In many, but not all, cases, the same insurer may in fact have issued these policies.
In some cases, the 401(k) suits have been filed pretty much contemporaneously with the securities fraud suits. In others, they have more or less "followed on" the securities fraud suits, in some cases being filed only upon notice of a proposed settlement in the securities fraud litigation.
Delaying the filing of the 401(k) suit in such a manner can give rise to interesting insurance complications for both policyholders and the claimants within the respective plaintiff classes.
First, where there may be a "blended" D&O and fiduciary liability insurance product, there may be a single common aggregate limit of liability or otherwise a "tied-in" limit where the two genres of litigation may be considered a common claim. If the D&O suit is first settled in such cases, that may leave little or no available limits to satisfy the 401(k) claim.
Also, upon knowledge of the onset of securities litigation, the fiduciary liability insurer, appreciating that there may be a potential for "follow on" 401(k) litigation, may elect to non-renew the risk or significantly restrict the coverage.
As large as securities fraud settlements have become in recent years, with at least ten such cases settling at levels above $100 million, the ERISA-based 401(k) litigations have the potential to be even larger. That is largely due to the measure of damages, which in the ERISA litigation will allow for lost opportunity damages essentially measured by the difference between what the plan had gained or lost and what the plan would have earned had it made prudent alternative investments to the company stock.
Because this litigation is a relatively recent phenomenon, we have had little in the way of settlements or judgments to guide us as to the potential exposure. Other high profile claims beside Enron are pending, including litigation involving Rite-Aid Corporation, Lucent Technologies and Reliance Group Holdings. The focus has been largely on 401(k) plans, but the same fiduciary responsibilities would exist with regard to the sponsors and trustees of employee stock ownership plans (ESOPs) and defined benefit pension plans.
Just as the plaintiffs in this litigation can take a proactive protective measure by bringing their suits early and not await resolution of the likely companion securities litigation, fiduciary liability insurers can avail themselves of a number of useful checks during the underwriting process.
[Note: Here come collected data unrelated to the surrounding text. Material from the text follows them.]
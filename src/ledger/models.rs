use chrono::NaiveDate;
use rusqlite::Row;
use serde::{Deserialize, Serialize};

use super::error::{LedgerError, Result};

/// Placeholder strings a vehicle selector shows when nothing is selected
pub const RESERVED_NAMES: &[&str] = &["Selecione o Veículo", "Clique para selecionar", "s"];

/// Names left behind by earlier releases that the cleanup pass removes
pub const LEGACY_INVALID_NAMES: &[&str] = &["Meu Carro", "Selecione o Veículo", "s"];

/// Day-month stamp stored with each record (no year)
pub const DATE_FORMAT: &str = "%d-%m";

#[derive(Debug, Clone, PartialEq, Serialize, Deserialize)]
pub struct Vehicle {
    pub id: i64,
    pub name: String,
}

impl Vehicle {
    pub(crate) fn from_row(row: &Row<'_>) -> rusqlite::Result<Self> {
        Ok(Self {
            id: row.get(0)?,
            // Older files never constrained the column
            name: row.get::<_, Option<String>>(1)?.unwrap_or_default(),
        })
    }
}

/// One fueling event with its derived efficiency
#[derive(Debug, Clone, PartialEq, Serialize, Deserialize)]
pub struct FillUp {
    pub id: i64,
    pub car_id: i64,
    pub date: String,
    pub km_last: f64,
    pub km_current: f64,
    pub fuel: f64,
    pub km_per_liter: f64,
}

impl FillUp {
    /// Map a row selected with `schema::RECORD_COLUMNS`
    pub(crate) fn from_row(row: &Row<'_>) -> rusqlite::Result<Self> {
        Ok(Self {
            id: row.get(0)?,
            car_id: row.get(1)?,
            date: row.get::<_, Option<String>>(2)?.unwrap_or_default(),
            km_last: row.get(3)?,
            km_current: row.get(4)?,
            fuel: row.get(5)?,
            km_per_liter: row.get(6)?,
        })
    }

    pub fn distance(&self) -> f64 {
        self.km_current - self.km_last
    }
}

/// Trim a candidate vehicle name and reject blanks and placeholders
pub fn normalize_name<S: AsRef<str>>(name: &str, reserved: &[S]) -> Option<String> {
    let name = name.trim();
    if name.is_empty() || reserved.iter().any(|r| r.as_ref() == name) {
        return None;
    }
    Some(name.to_string())
}

/// Distance per unit of fuel for a fill-up, after checking the readings
pub fn efficiency(km_last: f64, km_current: f64, fuel: f64) -> Result<f64> {
    if !(km_last.is_finite() && km_current.is_finite() && fuel.is_finite()) {
        return Err(LedgerError::InvalidReading(
            "readings must be finite numbers".to_string(),
        ));
    }
    if fuel <= 0.0 {
        return Err(LedgerError::InvalidReading(format!(
            "fuel must be greater than zero, got {fuel}"
        )));
    }
    if km_current <= km_last {
        return Err(LedgerError::InvalidReading(format!(
            "current odometer {km_current} must be greater than last odometer {km_last}"
        )));
    }
    Ok((km_current - km_last) / fuel)
}

pub fn date_stamp(date: NaiveDate) -> String {
    date.format(DATE_FORMAT).to_string()
}
/// Table layout for the SQLite ledger file
///
/// - `cars`: id -> name
/// - `fuel_records`: id -> (car_id, date, km_last, km_current, fuel, km_per_liter)
///
/// Statements use `IF NOT EXISTS` so applying the schema is safe on every
/// open, including files written before ids were declared `AUTOINCREMENT`.
/// Foreign-key enforcement is switched off explicitly, since bundled SQLite
/// builds turn it on by default: the legacy-name cleanup must be able to drop
/// a vehicle that still has records. Referential checks happen in the store.
use rusqlite::Connection;

pub const SCHEMA_SQL: &str = r#"
PRAGMA foreign_keys = OFF;

CREATE TABLE IF NOT EXISTS cars (
    id INTEGER PRIMARY KEY AUTOINCREMENT,
    name TEXT
);

CREATE TABLE IF NOT EXISTS fuel_records (
    id INTEGER PRIMARY KEY AUTOINCREMENT,
    car_id INTEGER,
    date TEXT,
    km_last REAL,
    km_current REAL,
    fuel REAL,
    km_per_liter REAL,
    FOREIGN KEY (car_id) REFERENCES cars(id)
);
"#;

/// Column list shared by every record query, in `FillUp` field order.
pub const RECORD_COLUMNS: &str = "id, car_id, date, km_last, km_current, fuel, km_per_liter";

/// Create missing tables
pub fn apply(conn: &Connection) -> rusqlite::Result<()> {
    conn.execute_batch(SCHEMA_SQL)
}
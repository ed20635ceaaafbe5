use clap::{Parser, Subcommand};
use std::path::PathBuf;

use fuel_ledger::readings::Reading;

#[derive(Parser, Debug)]
#[command(name = "fuel-ledger")]
#[command(about = "Track fill-ups and fuel efficiency per vehicle", long_about = None)]
pub struct Cli {
    /// Configuration file (overrides FUEL_LEDGER_CONFIG)
    #[arg(long, global = true)]
    pub config: Option<PathBuf>,

    /// Ledger database file (overrides storage.path)
    #[arg(long, global = true)]
    pub db: Option<PathBuf>,

    #[command(subcommand)]
    pub command: Commands,
}

#[derive(Subcommand, Debug)]
pub enum Commands {
    /// Register a vehicle
    AddVehicle {
        /// Vehicle name, e.g. its licence plate
        name: String,
    },
    /// List registered vehicles
    Vehicles,
    /// Delete a vehicle and all of its fill-ups
    DeleteVehicle {
        id: i64,
    },
    /// Show the odometer reading of the vehicle's last fill-up
    LastOdometer {
        vehicle: String,
    },
    /// Record a fill-up and print the resulting km/L
    FillUp(FillUpArgs),
    /// Show the stored fill-ups of a vehicle
    History {
        vehicle: String,
        /// Print records as JSON
        #[arg(long)]
        json: bool,
    },
    /// Delete vehicles with known invalid legacy names
    CleanInvalid,
    /// Show row counts
    Stats,
    /// Print the effective configuration as TOML
    ShowConfig,
}

#[derive(clap::Args, Debug)]
pub struct FillUpArgs {
    pub vehicle: String,

    /// Odometer now (a decimal comma is accepted)
    #[arg(long)]
    pub current: Reading,

    /// Fuel added in litres
    #[arg(long)]
    pub fuel: Reading,

    /// Odometer at the previous fill-up; defaults to the last stored reading
    #[arg(long)]
    pub last: Option<Reading>,
}
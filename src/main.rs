mod cli;
mod commands;

use std::process::ExitCode;

use clap::Parser;
use cli::Cli;

fn main() -> Result<ExitCode, Box<dyn std::error::Error + Send + Sync>> {
    let cli = Cli::parse();

    if commands::run(cli)? {
        Ok(ExitCode::SUCCESS)
    } else {
        Ok(ExitCode::FAILURE)
    }
}
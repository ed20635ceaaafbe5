//! Parsing of user-entered odometer and fuel readings

use std::str::FromStr;
use thiserror::Error;

#[derive(Debug, Error, PartialEq)]
pub enum ReadingError {
    #[error("value is empty")]
    Empty,

    #[error("not a number: {0}")]
    NotANumber(String),

    #[error("last odometer ({last}) must be lower than current odometer ({current})")]
    OdometerNotIncreasing { last: f64, current: f64 },

    #[error("fuel amount must be greater than zero, got {0}")]
    NoFuel(f64),
}

/// A numeric reading typed by the user.
///
/// Accepts a decimal comma (`"10,5"`) as well as a decimal point.
#[derive(Debug, Clone, Copy, PartialEq, PartialOrd)]
pub struct Reading(pub f64);

impl Reading {
    pub fn value(&self) -> f64 {
        self.0
    }
}

impl FromStr for Reading {
    type Err = ReadingError;

    fn from_str(s: &str) -> Result<Self, Self::Err> {
        let s = s.trim();
        if s.is_empty() {
            return Err(ReadingError::Empty);
        }

        let normalized = s.replace(',', ".");
        match normalized.parse::<f64>() {
            Ok(value) if value.is_finite() => Ok(Reading(value)),
            _ => Err(ReadingError::NotANumber(s.to_string())),
        }
    }
}

/// Parse a single reading
pub fn parse_reading(text: &str) -> Result<f64, ReadingError> {
    text.parse::<Reading>().map(|r| r.value())
}

/// Validated readings for one fill-up, ready for the store
#[derive(Debug, Clone, Copy, PartialEq)]
pub struct FillUpInput {
    pub km_last: f64,
    pub km_current: f64,
    pub fuel: f64,
}

impl FillUpInput {
    pub fn new(km_last: f64, km_current: f64, fuel: f64) -> Result<Self, ReadingError> {
        if km_last >= km_current {
            return Err(ReadingError::OdometerNotIncreasing {
                last: km_last,
                current: km_current,
            });
        }
        if fuel <= 0.0 {
            return Err(ReadingError::NoFuel(fuel));
        }
        Ok(Self {
            km_last,
            km_current,
            fuel,
        })
    }

    /// Parse three text fields the way a fill-up form submits them
    pub fn parse(km_last: &str, km_current: &str, fuel: &str) -> Result<Self, ReadingError> {
        Self::new(
            parse_reading(km_last)?,
            parse_reading(km_current)?,
            parse_reading(fuel)?,
        )
    }
}
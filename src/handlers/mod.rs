//! API Handlers

pub mod analytics;
pub mod discounts;
pub mod iwss;
pub mod references;
pub mod referrals;
pub mod sales;
pub mod votes;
First, it should be determined whether and to what extent a plan invests in the common stock and other securities issued by the plans sponsor corporation. If the investments appear to violate certain ERISA guidelines or are otherwise indicative of a lack of prudent diversification, this should present a negative signal to the underwriter.
Of course, if a plan does not invest in the companys own stock or only does so to a minimal extent, the problems discussed in this article become nonexistent and, solely from that viewpoint, the risk becomes an acceptable one.
Second, what discretion do plan participants have to direct how the company match, as well as their own, portion of their account is invested?
In recent weeks, we have seen the introduction of bills in Congress, as well as voluntary initiatives on the part of employers, to allow employee-participants greater discretionary control over their account investments.
Finally, does the plan avail itself of the services of an independent investment advisor?
If it does, and appropriately follows its advice, there should be less likelihood that investment decisions are made with a view toward maintaining a large amount of shares in "friendly hands" (i.e., the 401(k) plan or ESOP). In this situation, it is also less likely that investment decisions are being influenced by the company itself in that funding company contributions to these plans with company stock is relatively painless, in comparison to likely more costly alternative equity or fixed income investment vehicles.
We are still in the embryonic stages of this litigation phenomenon with no demonstrated final outcomes in the form of settlements or judgments. Prudent participants from the various constituencies–insurers, plaintiffs lawyers, plan fiduciaries and corporate interests–should all watch and evaluate legislative and other developments in the coming months to determine whether these claims will in fact rival securities fraud litigation in frequency, severity and the degree of general public and regulatory scrutiny.
Joseph P. Monteleone is Vice President and Claims Counsel at Hartford Financial Products in New York City.
Reproduced from National Underwriter Property & Casualty/Risk & Benefits Management Edition, February 25, 2002. Copyright 2002 by The National Underwriter Company in the serial publication. All rights reserved.Copyright in this article as an independent work may be held by the author.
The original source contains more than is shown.